[[ Data extract, beginning ]]

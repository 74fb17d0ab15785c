//! # Value Cleaning
//!
//! Per-property-type normalization applied to raw statement values before they
//! are attached to an entity. A value that cleans to nothing is rejected.

use crate::schema::PropertyType;
use time::format_description::BorrowedFormatItem;
use time::macros::format_description;
use time::Date;

const DAY_FIRST_DOTTED: &[BorrowedFormatItem<'static>] = format_description!("[day].[month].[year]");
const DAY_FIRST_SLASHED: &[BorrowedFormatItem<'static>] = format_description!("[day]/[month]/[year]");
const MONTH_NAME_FIRST: &[BorrowedFormatItem<'static>] =
    format_description!("[month repr:long case_sensitive:false] [day padding:none], [year]");
const DAY_NAME_MONTH: &[BorrowedFormatItem<'static>] =
    format_description!("[day padding:none] [month repr:long case_sensitive:false] [year]");
const ISO_DATE: &[BorrowedFormatItem<'static>] = format_description!("[year]-[month]-[day]");

const COUNTRY_NAMES: &[(&str, &str)] = &[
    ("afghanistan", "af"),
    ("belarus", "by"),
    ("china", "cn"),
    ("cuba", "cu"),
    ("france", "fr"),
    ("germany", "de"),
    ("india", "in"),
    ("indonesia", "id"),
    ("iran", "ir"),
    ("iraq", "iq"),
    ("north korea", "kp"),
    ("russia", "ru"),
    ("russian federation", "ru"),
    ("syria", "sy"),
    ("ukraine", "ua"),
    ("united kingdom", "gb"),
    ("united states", "us"),
    ("venezuela", "ve"),
];

/// Clean a raw value for the given property type.
///
/// Returns `None` when nothing usable remains.
pub fn clean(kind: PropertyType, raw: &str) -> Option<String> {
    let collapsed = collapse_spaces(raw);
    if collapsed.is_empty() {
        return None;
    }
    match kind {
        PropertyType::Name | PropertyType::Text => Some(collapsed),
        PropertyType::Date => clean_date(&collapsed),
        PropertyType::Identifier => clean_identifier(&collapsed),
        PropertyType::Country => clean_country(&collapsed),
        PropertyType::Email => clean_email(&collapsed),
        PropertyType::Phone => clean_phone(&collapsed),
        PropertyType::Url => clean_url(&collapsed),
        PropertyType::Entity => {
            if collapsed.contains(' ') {
                None
            } else {
                Some(collapsed)
            }
        }
    }
}

/// Collapse runs of whitespace into single spaces and trim.
pub fn collapse_spaces(raw: &str) -> String {
    raw.split_whitespace().collect::<Vec<_>>().join(" ")
}

/// Normalize a date to an ISO prefix (`YYYY`, `YYYY-MM` or `YYYY-MM-DD`).
pub fn clean_date(raw: &str) -> Option<String> {
    let value = raw.trim();

    if let Some(iso) = parse_iso_prefix(value) {
        return Some(iso);
    }

    for format in [DAY_FIRST_DOTTED, DAY_FIRST_SLASHED, MONTH_NAME_FIRST, DAY_NAME_MONTH] {
        if let Ok(date) = Date::parse(value, format) {
            return date.format(ISO_DATE).ok();
        }
    }
    None
}

fn parse_iso_prefix(value: &str) -> Option<String> {
    let bytes = value.as_bytes();
    let digits = |range: std::ops::Range<usize>| {
        bytes.len() >= range.end && bytes[range].iter().all(u8::is_ascii_digit)
    };

    if !digits(0..4) {
        return None;
    }
    if bytes.len() == 4 {
        return Some(value.to_string());
    }
    if bytes.get(4) != Some(&b'-') || !digits(5..7) {
        return None;
    }
    let month: u8 = value[5..7].parse().ok()?;
    if !(1..=12).contains(&month) {
        return None;
    }
    if bytes.len() == 7 {
        return Some(value.to_string());
    }
    if bytes.len() < 10 || bytes[7] != b'-' {
        return None;
    }
    // Full timestamps are truncated to the day.
    if bytes.len() > 10 && !matches!(bytes[10], b'T' | b' ') {
        return None;
    }
    let date = Date::parse(&value[..10], ISO_DATE).ok()?;
    date.format(ISO_DATE).ok()
}

fn clean_identifier(raw: &str) -> Option<String> {
    let cleaned: String = raw
        .chars()
        .filter(|c| c.is_alphanumeric())
        .flat_map(char::to_uppercase)
        .collect();
    if cleaned.is_empty() {
        None
    } else {
        Some(cleaned)
    }
}

fn clean_country(raw: &str) -> Option<String> {
    let lowered = raw.to_lowercase();
    if lowered.len() == 2 && lowered.chars().all(|c| c.is_ascii_alphabetic()) {
        return Some(lowered);
    }
    COUNTRY_NAMES
        .iter()
        .find(|(name, _)| *name == lowered)
        .map(|(_, code)| code.to_string())
}

fn clean_email(raw: &str) -> Option<String> {
    let lowered = raw.trim().to_lowercase();
    let mut parts = lowered.split('@');
    let (local, domain) = (parts.next()?, parts.next()?);
    if parts.next().is_some() || local.is_empty() || !domain.contains('.') {
        return None;
    }
    if lowered.contains(' ') {
        return None;
    }
    Some(lowered)
}

fn clean_phone(raw: &str) -> Option<String> {
    let mut cleaned = String::with_capacity(raw.len());
    for (idx, c) in raw.trim().chars().enumerate() {
        if c.is_ascii_digit() || (c == '+' && idx == 0) {
            cleaned.push(c);
        }
    }
    let digit_count = cleaned.chars().filter(char::is_ascii_digit).count();
    if digit_count < 5 {
        None
    } else {
        Some(cleaned)
    }
}

fn clean_url(raw: &str) -> Option<String> {
    let value = raw.trim();
    let lowered = value.to_lowercase();
    if (lowered.starts_with("http://") || lowered.starts_with("https://"))
        && !value.contains(' ')
    {
        Some(value.to_string())
    } else {
        None
    }
}

/// Slug from the given parts: lowercase ASCII alphanumerics joined by dashes.
pub fn slugify<S: AsRef<str>>(parts: &[S]) -> Option<String> {
    let mut slug = String::new();
    for part in parts {
        for c in part.as_ref().chars() {
            if c.is_ascii_alphanumeric() {
                slug.push(c.to_ascii_lowercase());
            } else if !slug.is_empty() && !slug.ends_with('-') {
                slug.push('-');
            }
        }
        if !slug.is_empty() && !slug.ends_with('-') {
            slug.push('-');
        }
    }
    let trimmed = slug.trim_end_matches('-');
    if trimmed.is_empty() {
        None
    } else {
        Some(trimmed.to_string())
    }
}

/// Stable hashed ID from the given parts. Empty parts are ignored, so an ID
/// can only be produced when at least one part carries data.
pub fn hash_id<S: AsRef<str>>(parts: &[S]) -> Option<String> {
    let mut hasher = blake3::Hasher::new();
    let mut seen = false;
    for part in parts {
        let part = part.as_ref().trim();
        if part.is_empty() {
            continue;
        }
        seen = true;
        hasher.update(part.as_bytes());
        hasher.update(b"\x1f");
    }
    if !seen {
        return None;
    }
    Some(hasher.finalize().to_hex().as_str()[..40].to_string())
}

#[cfg(test)]
mod tests {
    use super::*;

    #[test]
    fn test_clean_name_collapses_whitespace() {
        assert_eq!(
            clean(PropertyType::Name, "  Jane \n  Doe "),
            Some("Jane Doe".to_string())
        );
        assert_eq!(clean(PropertyType::Name, "   "), None);
        assert_eq!(clean(PropertyType::Text, ""), None);
    }

    #[test]
    fn test_clean_date_formats() {
        assert_eq!(clean_date("1967-12-21"), Some("1967-12-21".to_string()));
        assert_eq!(clean_date("1967-12-21T00:00:00Z"), Some("1967-12-21".to_string()));
        assert_eq!(clean_date("1967-12"), Some("1967-12".to_string()));
        assert_eq!(clean_date("1967"), Some("1967".to_string()));
        assert_eq!(clean_date("21.12.1967"), Some("1967-12-21".to_string()));
        assert_eq!(clean_date("21/12/1967"), Some("1967-12-21".to_string()));
        assert_eq!(clean_date("December 21, 1967"), Some("1967-12-21".to_string()));
        assert_eq!(clean_date("21 december 1967"), Some("1967-12-21".to_string()));
    }

    #[test]
    fn test_clean_date_rejects_garbage() {
        assert_eq!(clean_date("1967-13-01"), None);
        assert_eq!(clean_date("1967-02-30"), None);
        assert_eq!(clean_date("unknown"), None);
        assert_eq!(clean_date("19670"), None);
    }

    #[test]
    fn test_clean_identifier() {
        assert_eq!(
            clean(PropertyType::Identifier, "ab-123 456"),
            Some("AB123456".to_string())
        );
        assert_eq!(clean(PropertyType::Identifier, "--"), None);
    }

    #[test]
    fn test_clean_country() {
        assert_eq!(clean(PropertyType::Country, "DE"), Some("de".to_string()));
        assert_eq!(clean(PropertyType::Country, "Russia"), Some("ru".to_string()));
        assert_eq!(clean(PropertyType::Country, "Atlantis"), None);
    }

    #[test]
    fn test_clean_contacts() {
        assert_eq!(
            clean(PropertyType::Email, "Jane@Example.ORG"),
            Some("jane@example.org".to_string())
        );
        assert_eq!(clean(PropertyType::Email, "not-an-email"), None);
        assert_eq!(
            clean(PropertyType::Phone, "+1 (555) 123-4567"),
            Some("+15551234567".to_string())
        );
        assert_eq!(clean(PropertyType::Phone, "12"), None);
        assert_eq!(clean(PropertyType::Url, "ftp://example.org"), None);
    }

    #[test]
    fn test_slugify() {
        assert_eq!(
            slugify(&["ID", "Dewan Perwakilan", "42"]),
            Some("id-dewan-perwakilan-42".to_string())
        );
        assert_eq!(slugify(&["  ", "!!"]), None);
    }

    #[test]
    fn test_hash_id_is_stable() {
        let a = hash_id(&["Jane Doe", "1967-12-21"]).unwrap();
        let b = hash_id(&["Jane Doe", "", "1967-12-21"]).unwrap();
        assert_eq!(a, b);
        assert_eq!(a.len(), 40);
        assert_ne!(a, hash_id(&["Jane Doe"]).unwrap());
        assert_eq!(hash_id::<&str>(&[]), None);
    }
}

[[ Data extract, end ]]

*Try it:* From the listing above, the lines starting with the one that has "# Value Cleaning" and running through the one that has "use time::Date;" should be copied exactly, ends included.

*Response to this exercise:*
//! # Value Cleaning
//!
//! Per-property-type normalization applied to raw statement values before they
//! are attached to an entity. A value that cleans to nothing is rejected.

use crate::schema::PropertyType;
use time::format_description::BorrowedFormatItem;
use time::macros::format_description;
use time::Date;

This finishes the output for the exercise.